# EXERCISE AIM
Word for word, print all of the lines below.

# THE INPUT
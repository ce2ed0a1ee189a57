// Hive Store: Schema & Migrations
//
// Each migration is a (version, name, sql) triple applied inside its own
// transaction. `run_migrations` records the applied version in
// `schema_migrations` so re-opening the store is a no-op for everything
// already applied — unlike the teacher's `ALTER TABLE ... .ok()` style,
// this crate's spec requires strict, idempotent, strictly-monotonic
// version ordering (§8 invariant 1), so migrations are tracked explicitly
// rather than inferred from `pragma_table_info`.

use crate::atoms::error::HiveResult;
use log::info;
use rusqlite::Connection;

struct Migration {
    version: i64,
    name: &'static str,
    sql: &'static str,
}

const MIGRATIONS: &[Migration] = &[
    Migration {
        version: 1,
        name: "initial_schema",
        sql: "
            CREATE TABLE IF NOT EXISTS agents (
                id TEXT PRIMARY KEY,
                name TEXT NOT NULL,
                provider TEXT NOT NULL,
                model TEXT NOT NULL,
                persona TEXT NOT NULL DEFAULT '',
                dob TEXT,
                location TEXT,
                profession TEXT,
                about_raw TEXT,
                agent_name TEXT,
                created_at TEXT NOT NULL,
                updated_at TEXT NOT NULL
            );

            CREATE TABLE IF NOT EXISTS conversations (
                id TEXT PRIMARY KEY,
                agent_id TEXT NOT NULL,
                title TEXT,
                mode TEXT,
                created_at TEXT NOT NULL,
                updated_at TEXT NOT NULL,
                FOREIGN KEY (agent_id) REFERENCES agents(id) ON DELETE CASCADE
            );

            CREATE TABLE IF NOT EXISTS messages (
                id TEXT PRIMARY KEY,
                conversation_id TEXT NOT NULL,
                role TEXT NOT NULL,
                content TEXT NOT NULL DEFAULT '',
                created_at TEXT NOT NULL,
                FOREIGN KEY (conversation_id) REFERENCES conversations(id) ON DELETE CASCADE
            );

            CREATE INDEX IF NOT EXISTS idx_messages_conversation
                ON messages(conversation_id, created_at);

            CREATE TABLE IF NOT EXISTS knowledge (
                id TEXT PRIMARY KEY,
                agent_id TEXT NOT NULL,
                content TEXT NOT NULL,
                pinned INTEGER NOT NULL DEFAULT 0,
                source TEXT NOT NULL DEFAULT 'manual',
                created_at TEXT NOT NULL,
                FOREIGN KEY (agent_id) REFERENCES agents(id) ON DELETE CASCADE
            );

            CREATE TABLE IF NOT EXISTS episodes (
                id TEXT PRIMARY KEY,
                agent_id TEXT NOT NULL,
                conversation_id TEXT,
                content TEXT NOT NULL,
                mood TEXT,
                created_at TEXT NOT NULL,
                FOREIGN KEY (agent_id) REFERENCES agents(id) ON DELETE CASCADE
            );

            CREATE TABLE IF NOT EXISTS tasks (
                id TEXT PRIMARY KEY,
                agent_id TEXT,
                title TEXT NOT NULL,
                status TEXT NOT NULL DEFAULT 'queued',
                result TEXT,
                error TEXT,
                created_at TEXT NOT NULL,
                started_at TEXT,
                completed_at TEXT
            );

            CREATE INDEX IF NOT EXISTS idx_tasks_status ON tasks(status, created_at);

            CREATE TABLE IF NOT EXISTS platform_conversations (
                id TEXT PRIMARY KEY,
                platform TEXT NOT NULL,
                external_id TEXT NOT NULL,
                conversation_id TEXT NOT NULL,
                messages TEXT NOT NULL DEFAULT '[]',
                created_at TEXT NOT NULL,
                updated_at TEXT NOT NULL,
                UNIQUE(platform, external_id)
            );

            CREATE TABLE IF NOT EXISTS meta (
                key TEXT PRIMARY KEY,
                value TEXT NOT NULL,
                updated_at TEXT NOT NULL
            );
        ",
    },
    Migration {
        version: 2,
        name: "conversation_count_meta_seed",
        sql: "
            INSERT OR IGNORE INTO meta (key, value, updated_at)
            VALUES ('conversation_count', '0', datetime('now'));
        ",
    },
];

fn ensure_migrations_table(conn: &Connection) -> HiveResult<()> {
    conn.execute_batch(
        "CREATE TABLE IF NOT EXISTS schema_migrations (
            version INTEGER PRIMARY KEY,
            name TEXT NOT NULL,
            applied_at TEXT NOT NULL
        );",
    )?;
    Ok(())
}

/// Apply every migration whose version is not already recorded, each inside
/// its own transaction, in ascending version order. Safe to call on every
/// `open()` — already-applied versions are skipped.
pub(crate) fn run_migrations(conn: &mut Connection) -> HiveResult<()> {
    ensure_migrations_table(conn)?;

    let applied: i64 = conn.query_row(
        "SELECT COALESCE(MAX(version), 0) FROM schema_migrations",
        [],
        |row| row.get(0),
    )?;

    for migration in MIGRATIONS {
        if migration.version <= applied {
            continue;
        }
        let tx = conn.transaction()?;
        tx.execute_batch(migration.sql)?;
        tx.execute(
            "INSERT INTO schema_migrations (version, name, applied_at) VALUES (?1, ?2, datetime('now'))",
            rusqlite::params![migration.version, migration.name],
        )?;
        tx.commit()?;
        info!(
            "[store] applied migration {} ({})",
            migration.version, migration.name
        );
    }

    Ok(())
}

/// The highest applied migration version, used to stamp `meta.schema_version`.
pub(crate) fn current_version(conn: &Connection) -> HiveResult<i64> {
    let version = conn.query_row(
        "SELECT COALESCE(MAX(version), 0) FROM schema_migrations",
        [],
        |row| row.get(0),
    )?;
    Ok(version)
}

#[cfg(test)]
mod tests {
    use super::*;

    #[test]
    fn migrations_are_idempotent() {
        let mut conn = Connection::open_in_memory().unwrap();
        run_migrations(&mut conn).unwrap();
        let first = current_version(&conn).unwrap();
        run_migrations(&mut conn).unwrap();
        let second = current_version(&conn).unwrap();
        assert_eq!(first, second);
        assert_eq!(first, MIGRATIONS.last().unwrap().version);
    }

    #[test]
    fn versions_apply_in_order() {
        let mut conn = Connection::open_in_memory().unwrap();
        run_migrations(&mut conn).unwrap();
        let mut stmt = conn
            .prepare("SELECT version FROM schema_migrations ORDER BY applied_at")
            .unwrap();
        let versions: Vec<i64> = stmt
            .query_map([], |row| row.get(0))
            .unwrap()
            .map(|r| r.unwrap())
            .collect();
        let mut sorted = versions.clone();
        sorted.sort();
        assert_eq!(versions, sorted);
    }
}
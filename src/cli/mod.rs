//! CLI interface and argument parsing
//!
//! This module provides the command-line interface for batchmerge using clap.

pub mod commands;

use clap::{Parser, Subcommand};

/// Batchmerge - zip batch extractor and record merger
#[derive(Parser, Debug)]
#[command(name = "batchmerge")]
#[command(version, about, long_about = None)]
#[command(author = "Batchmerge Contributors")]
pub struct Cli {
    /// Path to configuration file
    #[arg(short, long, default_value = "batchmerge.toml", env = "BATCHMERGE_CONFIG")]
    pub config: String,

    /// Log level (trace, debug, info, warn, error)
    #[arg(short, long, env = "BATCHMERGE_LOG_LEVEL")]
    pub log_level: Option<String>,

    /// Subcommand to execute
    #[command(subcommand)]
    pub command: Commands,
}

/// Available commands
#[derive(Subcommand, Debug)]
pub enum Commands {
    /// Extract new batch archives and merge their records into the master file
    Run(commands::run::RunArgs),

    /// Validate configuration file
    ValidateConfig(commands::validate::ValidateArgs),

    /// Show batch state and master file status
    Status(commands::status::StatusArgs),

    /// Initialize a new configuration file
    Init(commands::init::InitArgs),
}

# SOLVED EXERCISE
repository ce2ed0a1ee189a57
// Hive Store: Schema & Migrations
//
// Each migration is a (version, name, sql) triple applied inside its own
// transaction. `run_migrations` records the applied version in
// `schema_migrations` so re-opening the store is a no-op for everything
// already applied — unlike the teacher's `ALTER TABLE ... .ok()` style,
// this crate's spec requires strict, idempotent, strictly-monotonic
// version ordering (§8 invariant 1), so migrations are tracked explicitly
// rather than inferred from `pragma_table_info`.

use crate::atoms::error::HiveResult;
use log::info;
use rusqlite::Connection;

struct Migration {
    version: i64,
    name: &'static str,
    sql: &'static str,
}

const MIGRATIONS: &[Migration] = &[
    Migration {
        version: 1,
        name: "initial_schema",
        sql: "
            CREATE TABLE IF NOT EXISTS agents (
                id TEXT PRIMARY KEY,
                name TEXT NOT NULL,
                provider TEXT NOT NULL,
                model TEXT NOT NULL,
                persona TEXT NOT NULL DEFAULT '',
                dob TEXT,
                location TEXT,
                profession TEXT,
                about_raw TEXT,
                agent_name TEXT,
                created_at TEXT NOT NULL,
                updated_at TEXT NOT NULL
            );

            CREATE TABLE IF NOT EXISTS conversations (
                id TEXT PRIMARY KEY,
                agent_id TEXT NOT NULL,
                title TEXT,
                mode TEXT,
                created_at TEXT NOT NULL,
                updated_at TEXT NOT NULL,
                FOREIGN KEY (agent_id) REFERENCES agents(id) ON DELETE CASCADE
            );

            CREATE TABLE IF NOT EXISTS messages (
                id TEXT PRIMARY KEY,
                conversation_id TEXT NOT NULL,
                role TEXT NOT NULL,
                content TEXT NOT NULL DEFAULT '',
                created_at TEXT NOT NULL,
                FOREIGN KEY (conversation_id) REFERENCES conversations(id) ON DELETE CASCADE
            );

            CREATE INDEX IF NOT EXISTS idx_messages_conversation
                ON messages(conversation_id, created_at);

            CREATE TABLE IF NOT EXISTS knowledge (
                id TEXT PRIMARY KEY,
                agent_id TEXT NOT NULL,
                content TEXT NOT NULL,
                pinned INTEGER NOT NULL DEFAULT 0,
                source TEXT NOT NULL DEFAULT 'manual',
                created_at TEXT NOT NULL,
                FOREIGN KEY (agent_id) REFERENCES agents(id) ON DELETE CASCADE
            );

            CREATE TABLE IF NOT EXISTS episodes (
                id TEXT PRIMARY KEY,
                agent_id TEXT NOT NULL,
                conversation_id TEXT,
                content TEXT NOT NULL,
                mood TEXT,
                created_at TEXT NOT NULL,
                FOREIGN KEY (agent_id) REFERENCES agents(id) ON DELETE CASCADE
            );

            CREATE TABLE IF NOT EXISTS tasks (
                id TEXT PRIMARY KEY,
                agent_id TEXT,
                title TEXT NOT NULL,
                status TEXT NOT NULL DEFAULT 'queued',
                result TEXT,
                error TEXT,
                created_at TEXT NOT NULL,
                started_at TEXT,
                completed_at TEXT
            );

            CREATE INDEX IF NOT EXISTS idx_tasks_status ON tasks(status, created_at);

            CREATE TABLE IF NOT EXISTS platform_conversations (
                id TEXT PRIMARY KEY,
                platform TEXT NOT NULL,
                external_id TEXT NOT NULL,
                conversation_id TEXT NOT NULL,
                messages TEXT NOT NULL DEFAULT '[]',
                created_at TEXT NOT NULL,
                updated_at TEXT NOT NULL,
                UNIQUE(platform, external_id)
            );

            CREATE TABLE IF NOT EXISTS meta (
                key TEXT PRIMARY KEY,
                value TEXT NOT NULL,
                updated_at TEXT NOT NULL
            );
        ",
    },
    Migration {
        version: 2,
        name: "conversation_count_meta_seed",
        sql: "
            INSERT OR IGNORE INTO meta (key, value, updated_at)
            VALUES ('conversation_count', '0', datetime('now'));
        ",
    },
];

fn ensure_migrations_table(conn: &Connection) -> HiveResult<()> {
    conn.execute_batch(
        "CREATE TABLE IF NOT EXISTS schema_migrations (
            version INTEGER PRIMARY KEY,
            name TEXT NOT NULL,
            applied_at TEXT NOT NULL
        );",
    )?;
    Ok(())
}

/// Apply every migration whose version is not already recorded, each inside
/// its own transaction, in ascending version order. Safe to call on every
/// `open()` — already-applied versions are skipped.
pub(crate) fn run_migrations(conn: &mut Connection) -> HiveResult<()> {
    ensure_migrations_table(conn)?;

    let applied: i64 = conn.query_row(
        "SELECT COALESCE(MAX(version), 0) FROM schema_migrations",
        [],
        |row| row.get(0),
    )?;

    for migration in MIGRATIONS {
        if migration.version <= applied {
            continue;
        }
        let tx = conn.transaction()?;
        tx.execute_batch(migration.sql)?;
        tx.execute(
            "INSERT INTO schema_migrations (version, name, applied_at) VALUES (?1, ?2, datetime('now'))",
            rusqlite::params![migration.version, migration.name],
        )?;
        tx.commit()?;
        info!(
            "[store] applied migration {} ({})",
            migration.version, migration.name
        );
    }

    Ok(())
}

/// The highest applied migration version, used to stamp `meta.schema_version`.
pub(crate) fn current_version(conn: &Connection) -> HiveResult<i64> {
    let version = conn.query_row(
        "SELECT COALESCE(MAX(version), 0) FROM schema_migrations",
        [],
        |row| row.get(0),
    )?;
    Ok(version)
}

#[cfg(test)]
mod tests {
    use super::*;

    #[test]
    fn migrations_are_idempotent() {
        let mut conn = Connection::open_in_memory().unwrap();
        run_migrations(&mut conn).unwrap();
        let first = current_version(&conn).unwrap();
        run_migrations(&mut conn).unwrap();
        let second = current_version(&conn).unwrap();
        assert_eq!(first, second);
        assert_eq!(first, MIGRATIONS.last().unwrap().version);
    }

    #[test]
    fn versions_apply_in_order() {
        let mut conn = Connection::open_in_memory().unwrap();
        run_migrations(&mut conn).unwrap();
        let mut stmt = conn
            .prepare("SELECT version FROM schema_migrations ORDER BY applied_at")
            .unwrap();
        let versions: Vec<i64> = stmt
            .query_map([], |row| row.get(0))
            .unwrap()
            .map(|r| r.unwrap())
            .collect();
        let mut sorted = versions.clone();
        sorted.sort();
        assert_eq!(versions, sorted);
    }
}
filename src/cli/mod.rs
//! CLI interface and argument parsing
//!
//! This module provides the command-line interface for batchmerge using clap.

pub mod commands;

use clap::{Parser, Subcommand};

/// Batchmerge - zip batch extractor and record merger
#[derive(Parser, Debug)]
#[command(name = "batchmerge")]
#[command(version, about, long_about = None)]
#[command(author = "Batchmerge Contributors")]
pub struct Cli {
    /// Path to configuration file
    #[arg(short, long, default_value = "batchmerge.toml", env = "BATCHMERGE_CONFIG")]
    pub config: String,

    /// Log level (trace, debug, info, warn, error)
    #[arg(short, long, env = "BATCHMERGE_LOG_LEVEL")]
    pub log_level: Option<String>,

    /// Subcommand to execute
    #[command(subcommand)]
    pub command: Commands,
}

/// Available commands
#[derive(Subcommand, Debug)]
pub enum Commands {
    /// Extract new batch archives and merge their records into the master file
    Run(commands::run::RunArgs),

    /// Validate configuration file
    ValidateConfig(commands::validate::ValidateArgs),

    /// Show batch state and master file status
    Status(commands::status::StatusArgs),

    /// Initialize a new configuration file
    Init(commands::init::InitArgs),
}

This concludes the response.